A Collagen Cardiac Patch Incorporating Alginate Microparticles Permits the Controlled Release of HGF and IGF-1 to Enhance Cardiac Stem Cell Migration and Proliferation

A major weakness in existing therapies for myocardial infarction is their inability to regenerate the resulting damaged cardiac muscle. Thus, the goal of current experimental strategies is finding the means for attenuation of the progressive processes leading to tissue destruction, while inducing myocardial tissue regeneration (1, 2).Regenerative cardiology’s Holy Grail has been the development of procedures to either replace lost myocytes with transplanted stem cells or to use stem cells to mediate functional repair through paracrine effects (3-6).

The most primitive undifferentiated population of stem cells in the heart, the c-KitPOS Cardiac Stem Cell (CSC) pool which was the first stem cell identified in the rat heart and, up to date, this CSC pool is still the most extensively characterised (7, 8). CSCs are a heterogenic group of cells and they are concentrated in specific areas of the heart, such as the atria or pericardium (9). They represent a logical source to exploit in myocardial regeneration because of their likelihood to be intrinsically programmed to generate viable cardiac tissues in vitro and increase its viability in vivo (10-13).
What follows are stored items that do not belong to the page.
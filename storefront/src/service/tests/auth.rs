//! Login, logout and session restoration tests

use std::net::SocketAddr;

use chrono::{Duration, Utc};
use guard::{Access, Outcome, View};

use crate::model::auth::Token;
use crate::model::auth::tests::jwt;
use crate::service::navigator::Navigator;
use crate::service::resolver;
use crate::service::session::{Restored, TOKEN_KEY};
use crate::service::tests::{Backend, gate, setup};
use crate::service::Error;
use crate::storage::Storage;

/// Nothing listens there
const UNREACHABLE: ([u8; 4], u16) = ([127, 0, 0, 1], 9);

#[tokio::test]
async fn user_is_not_authorized_for_admin_panel() {
    let (gate, backend, storage) = setup().await;
    let mut navigator = Navigator::new(gate.store());

    let user = gate.login("user@x.com", "secret").await.unwrap();
    assert_eq!(user.email, "user@x.com");
    assert!(!user.is_admin);

    let session = gate.store().current();
    assert_eq!(session.token(), Some(&Token::new("T1")));
    assert_eq!(session.access(), Access::Authenticated);
    assert_eq!(storage.get(TOKEN_KEY).await.unwrap().as_deref(), Some("T1"));
    assert_eq!(backend.hits("POST", "/auth/login"), 1);
    assert_eq!(backend.hits("GET", "/auth/me"), 1);

    assert_eq!(
        navigator.navigate(View::Admin),
        Outcome::Unauthorized(View::Admin)
    );
}

#[tokio::test]
async fn admin_is_granted_admin_panel() {
    let (gate, _, _) = setup().await;
    let mut navigator = Navigator::new(gate.store());

    let admin = gate.login("admin@x.com", "secret").await.unwrap();
    assert!(admin.is_admin);
    assert_eq!(gate.store().current().access(), Access::AuthenticatedAdmin);

    assert_eq!(navigator.after_login(), Outcome::Render(View::Admin));
    assert_eq!(navigator.navigate(View::Admin), Outcome::Render(View::Admin));
}

#[tokio::test]
async fn invalid_credentials_leave_session_anonymous() {
    let (gate, backend, storage) = setup().await;

    let err = gate.login("user@x.com", "wrong").await.unwrap_err();
    assert!(matches!(
        err,
        Error::Auth(resolver::Error::InvalidCredentials)
    ));

    assert_eq!(gate.store().current().access(), Access::Anonymous);
    assert_eq!(storage.get(TOKEN_KEY).await.unwrap(), None);
    assert_eq!(backend.hits("GET", "/auth/me"), 0);
}

#[tokio::test]
async fn unreachable_backend_is_network_error() {
    let storage = Storage::test().await.unwrap();
    let gate = gate(SocketAddr::from(UNREACHABLE), storage.clone());

    let err = gate.login("user@x.com", "secret").await.unwrap_err();
    assert!(matches!(err, Error::Auth(resolver::Error::Network(_))));
    assert_eq!(gate.store().current().access(), Access::Anonymous);
    assert_eq!(storage.get(TOKEN_KEY).await.unwrap(), None);
}

#[tokio::test]
async fn login_returns_to_requested_view() {
    let (gate, _, _) = setup().await;
    let mut navigator = Navigator::new(gate.store());

    assert_eq!(
        navigator.open("/orders"),
        Outcome::Redirect {
            to: View::Login,
            from: View::Orders
        }
    );

    gate.login("user@x.com", "secret").await.unwrap();
    assert_eq!(navigator.after_login(), Outcome::Render(View::Orders));
    assert_eq!(
        navigator.links(),
        vec![View::Products, View::Cart, View::Orders, View::Profile]
    );
}

#[tokio::test]
async fn session_is_restored_on_start() {
    let backend = Backend::new();
    let id = backend.account("admin@x.com", "secret", true);
    let token = backend.issue_token(id);

    let storage = Storage::test().await.unwrap();
    storage.set(TOKEN_KEY, &token).await.unwrap();

    let gate = gate(backend.start(), storage);
    let Restored::User(user) = gate.start().await else {
        panic!("Session not restored");
    };
    assert_eq!(user.email, "admin@x.com");
    assert!(user.created_at.is_some());

    let session = gate.store().current();
    assert_eq!(session.token(), Some(&Token::new(token)));
    assert_eq!(session.access(), Access::AuthenticatedAdmin);
}

#[tokio::test]
async fn nothing_to_restore() {
    let (gate, backend, _) = setup().await;

    assert_eq!(gate.start().await, Restored::Anonymous);
    assert_eq!(backend.hits("GET", "/auth/me"), 0);
}

#[tokio::test]
async fn revoked_token_is_discarded_on_start() {
    let backend = Backend::new();
    let id = backend.account("user@x.com", "secret", false);
    let token = backend.issue_token(id);
    backend.revoke(&token);

    let storage = Storage::test().await.unwrap();
    storage.set(TOKEN_KEY, &token).await.unwrap();

    let gate = gate(backend.start(), storage.clone());
    assert_eq!(gate.start().await, Restored::Expired);

    let session = gate.store().current();
    assert_eq!(session.token(), None);
    assert_eq!(session.access(), Access::Anonymous);
    assert_eq!(storage.get(TOKEN_KEY).await.unwrap(), None);
}

#[tokio::test]
async fn expired_token_is_discarded_without_backend() {
    let (gate, backend, storage) = setup().await;
    let token = jwt("user@x.com", Utc::now() - Duration::hours(1));
    storage.set(TOKEN_KEY, token.as_str()).await.unwrap();

    assert_eq!(gate.start().await, Restored::Expired);
    assert_eq!(backend.hits("GET", "/auth/me"), 0);
    assert_eq!(storage.get(TOKEN_KEY).await.unwrap(), None);
}

#[tokio::test]
async fn token_is_kept_while_offline() {
    let storage = Storage::test().await.unwrap();
    storage.set(TOKEN_KEY, "T1").await.unwrap();

    let gate = gate(SocketAddr::from(UNREACHABLE), storage.clone());
    assert_eq!(gate.start().await, Restored::Offline);

    let session = gate.store().current();
    assert_eq!(session.token(), Some(&Token::new("T1")));
    assert_eq!(session.user(), None);
    assert_eq!(session.access(), Access::Anonymous);
    assert_eq!(storage.get(TOKEN_KEY).await.unwrap().as_deref(), Some("T1"));
}

#[tokio::test]
async fn malformed_profile_discards_token_on_start() {
    let backend = Backend::new();
    let id = backend.account("user@x.com", "secret", false);
    let token = backend.issue_token(id);
    backend.break_profiles();

    let storage = Storage::test().await.unwrap();
    storage.set(TOKEN_KEY, &token).await.unwrap();

    let gate = gate(backend.start(), storage.clone());
    assert_eq!(gate.start().await, Restored::Expired);
    assert_eq!(backend.hits("GET", "/auth/me"), 1);

    let session = gate.store().current();
    assert_eq!(session.token(), None);
    assert_eq!(session.access(), Access::Anonymous);
    assert_eq!(storage.get(TOKEN_KEY).await.unwrap(), None);
}

#[tokio::test]
async fn malformed_profile_fails_login() {
    let (gate, backend, storage) = setup().await;
    backend.break_profiles();

    let err = gate.login("user@x.com", "secret").await.unwrap_err();
    assert!(matches!(err, Error::Auth(resolver::Error::Protocol(_))));

    let session = gate.store().current();
    assert_eq!(session.token(), None);
    assert_eq!(session.access(), Access::Anonymous);
    assert_eq!(storage.get(TOKEN_KEY).await.unwrap(), None);
}

#[tokio::test]
async fn logout_discards_session() {
    let (gate, _, storage) = setup().await;
    gate.login("user@x.com", "secret").await.unwrap();

    let mut navigator = Navigator::new(gate.store());
    navigator.navigate(View::Profile);

    gate.logout().await;
    assert_eq!(storage.get(TOKEN_KEY).await.unwrap(), None);
    assert_eq!(gate.store().current().access(), Access::Anonymous);

    assert_eq!(
        navigator.changed().await,
        Some(Outcome::Redirect {
            to: View::Login,
            from: View::Profile
        })
    );
    assert_eq!(navigator.after_logout(), Outcome::Render(View::Home));
}

#[tokio::test]
async fn superseded_login_is_discarded() {
    let (gate, _, storage) = setup().await;

    let (first, second) = tokio::join!(
        gate.login("user@x.com", "secret"),
        gate.login("admin@x.com", "secret")
    );
    assert!(matches!(first, Err(Error::Superseded)));
    assert!(second.unwrap().is_admin);

    let session = gate.store().current();
    assert_eq!(session.access(), Access::AuthenticatedAdmin);
    assert_eq!(
        storage.get(TOKEN_KEY).await.unwrap().as_deref(),
        session.token().map(Token::as_str)
    );
}

#[tokio::test]
async fn register_creates_account() {
    let (gate, _, _) = setup().await;

    let user = gate.register("new@x.com", "secret").await.unwrap();
    assert_eq!(user.email, "new@x.com");
    assert!(!user.is_admin);
    // Registration doesn't log in
    assert_eq!(gate.store().current().access(), Access::Anonymous);

    let err = gate.register("new@x.com", "other").await.unwrap_err();
    assert_eq!(err.to_string(), "Email already registered");

    gate.login("new@x.com", "secret").await.unwrap();
    assert_eq!(gate.store().current().access(), Access::Authenticated);
}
The ideal replacement for the lost myocardium after myocardial infarction is functional autologous myocardial tissue, which can bypass issues around immunosuppression associated with allogenic therapies (14). However, as presently practiced, the isolation and expansion of endogenous cardiac stem cells (eCSCs) for autologous cell transplantation is slow and expensive. In addition, endomyocardial biopsies are difficult to attain (12, 15). Thus, there is need for strategies to specifically activate in situ the intrinsic cardiac regenerative potential represented by the eCSCs using combinations of growth factors, cytokines and drugs, obviating the need for cell transplantation (15, 16).
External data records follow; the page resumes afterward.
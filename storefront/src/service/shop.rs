//! Storefront resources
//!
//! Every protected call carries the token of the current session. A `401` means the session
//! is no longer valid and clears it. Responses arriving after the session changed are
//! discarded. All the other failures are reported uniformly, leaving it to the caller how to
//! present them.

use reqwest::StatusCode;
use thiserror::Error;
use tracing::{debug, info, instrument};

use crate::client::{self, Client};
use crate::model::assistant::Answer;
use crate::model::auth::Token;
use crate::model::orders::{Cart, NewCartItem, Order};
use crate::model::products::{NewProduct, Page, Product, ProductId};
use crate::model::users::UserId;
use crate::service::session::{Session, SessionStore};

#[derive(Debug, Error)]
pub enum Error {
    #[error("Not logged in")]
    NotAuthenticated,
    #[error("Session expired, please log in again")]
    SessionExpired,
    #[error("Session changed while the request was in flight")]
    Stale,
    #[error("Not authorized")]
    Forbidden,
    #[error("{0}")]
    Rejected(String),
    #[error("Backend unavailable: {0}")]
    Network(#[source] client::Error),
}

impl From<client::Error> for Error {
    fn from(err: client::Error) -> Self {
        match err {
            err if err.is_retryable() => Error::Network(err),
            client::Error::Status {
                status: StatusCode::FORBIDDEN,
                ..
            } => Error::Forbidden,
            client::Error::Status {
                detail: Some(detail),
                ..
            } => Error::Rejected(detail),
            err => Error::Rejected(err.to_string()),
        }
    }
}

/// Storefront resources access
#[derive(Clone)]
pub struct Shop {
    client: Client,
    store: SessionStore,
}

impl Shop {
    pub fn new(client: Client, store: SessionStore) -> Self {
        Self { client, store }
    }

    /// Product list page
    #[instrument(skip(self))]
    pub async fn products(&self, page: Page) -> Result<Vec<Product>, Error> {
        Ok(self.client.products(page).await?)
    }

    #[instrument(skip(self))]
    pub async fn product(&self, id: ProductId) -> Result<Product, Error> {
        Ok(self.client.product(id).await?)
    }

    #[instrument(skip(self))]
    pub async fn create_product(&self, product: &NewProduct) -> Result<Product, Error> {
        let (token, epoch) = self.authorize()?;
        let result = self.client.create_product(&token, product).await;
        self.settle(epoch, result).await
    }

    #[instrument(skip(self))]
    pub async fn update_product(
        &self,
        id: ProductId,
        product: &NewProduct,
    ) -> Result<Product, Error> {
        let (token, epoch) = self.authorize()?;
        let result = self.client.update_product(&token, id, product).await;
        self.settle(epoch, result).await
    }

    #[instrument(skip(self))]
    pub async fn delete_product(&self, id: ProductId) -> Result<(), Error> {
        let (token, epoch) = self.authorize()?;
        let result = self.client.delete_product(&token, id).await;
        self.settle(epoch, result).await
    }

    #[instrument(skip(self))]
    pub async fn cart(&self) -> Result<Cart, Error> {
        let (token, epoch) = self.authorize()?;
        let result = self.client.cart(&token).await;
        self.settle(epoch, result).await
    }

    #[instrument(skip(self))]
    pub async fn add_to_cart(&self, item: NewCartItem) -> Result<Cart, Error> {
        let (token, epoch) = self.authorize()?;
        let result = self.client.add_to_cart(&token, item).await;
        self.settle(epoch, result).await
    }

    /// Removes a line from the cart, returning the refreshed cart
    #[instrument(skip(self))]
    pub async fn remove_from_cart(&self, item_id: i64) -> Result<Cart, Error> {
        let (token, epoch) = self.authorize()?;
        let result = self.client.remove_from_cart(&token, item_id).await;
        self.settle(epoch, result).await?;

        self.cart().await
    }

    #[instrument(skip(self))]
    pub async fn checkout(&self) -> Result<Order, Error> {
        let (token, epoch) = self.authorize()?;
        let result = self.client.checkout(&token).await;
        let order = self.settle(epoch, result).await?;

        info!(order = order.id, total = order.total(), "Order placed");
        Ok(order)
    }

    #[instrument(skip(self))]
    pub async fn orders(&self) -> Result<Vec<Order>, Error> {
        let (token, epoch) = self.authorize()?;
        let result = self.client.orders(&token).await;
        self.settle(epoch, result).await
    }

    /// Asks the shopping assistant
    #[instrument(skip(self))]
    pub async fn ask(&self, message: &str) -> Result<Answer, Error> {
        let (token, epoch) = self.authorize()?;
        let result = self.client.ask(&token, message).await;
        self.settle(epoch, result).await
    }

    /// Example questions for the assistant
    #[instrument(skip(self))]
    pub async fn suggestions(&self) -> Result<Vec<String>, Error> {
        Ok(self.client.suggestions().await?)
    }

    #[instrument(skip(self))]
    pub async fn similar(&self, id: ProductId) -> Result<Vec<ProductId>, Error> {
        Ok(self.client.similar(id).await?)
    }

    /// Recommendations for `user`, or for the logged in user if not given
    ///
    /// Only administrators may ask for recommendations of other users.
    #[instrument(skip(self))]
    pub async fn recommendations(&self, user: Option<UserId>) -> Result<Vec<ProductId>, Error> {
        let session = self.store.current();
        let (token, epoch) = Self::credentials(&session)?;
        let user = user
            .or_else(|| session.user().map(|user| user.id))
            .ok_or(Error::NotAuthenticated)?;

        let result = self.client.recommendations(&token, user).await;
        self.settle(epoch, result).await
    }

    /// Token and epoch of the current session
    fn authorize(&self) -> Result<(Token, u64), Error> {
        Self::credentials(&self.store.current())
    }

    fn credentials(session: &Session) -> Result<(Token, u64), Error> {
        let token = session.token().cloned().ok_or(Error::NotAuthenticated)?;
        Ok((token, session.epoch()))
    }

    /// Applies the response of a request issued at `epoch`
    async fn settle<T>(&self, epoch: u64, result: Result<T, client::Error>) -> Result<T, Error> {
        if self.store.epoch() != epoch {
            debug!(epoch, "Session changed, discarding the response");
            return Err(Error::Stale);
        }

        match result {
            Ok(value) => Ok(value),
            Err(err) if err.status() == Some(StatusCode::UNAUTHORIZED) => {
                if self.store.clear_session_if(epoch).await {
                    info!("Session rejected by the backend, logging out");
                }
                Err(Error::SessionExpired)
            }
            Err(err) => Err(err.into()),
        }
    }
}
As presently practiced, the isolation and expansion of CSCs for autologous cell transplantation is slow, expensive and difficult to attain. Thus, there is need for strategies to specifically activate in situ the intrinsic cardiac regenerative potential represented by the CSCs using combinations of growth factors obviating the need for cell transplantation. By favouring the natural regenerative capability of CSCs, it is hypothesised that the cardiac patch presented here will result in positive therapeutic outcomes in myocardial infarction and heart failure patients in the future.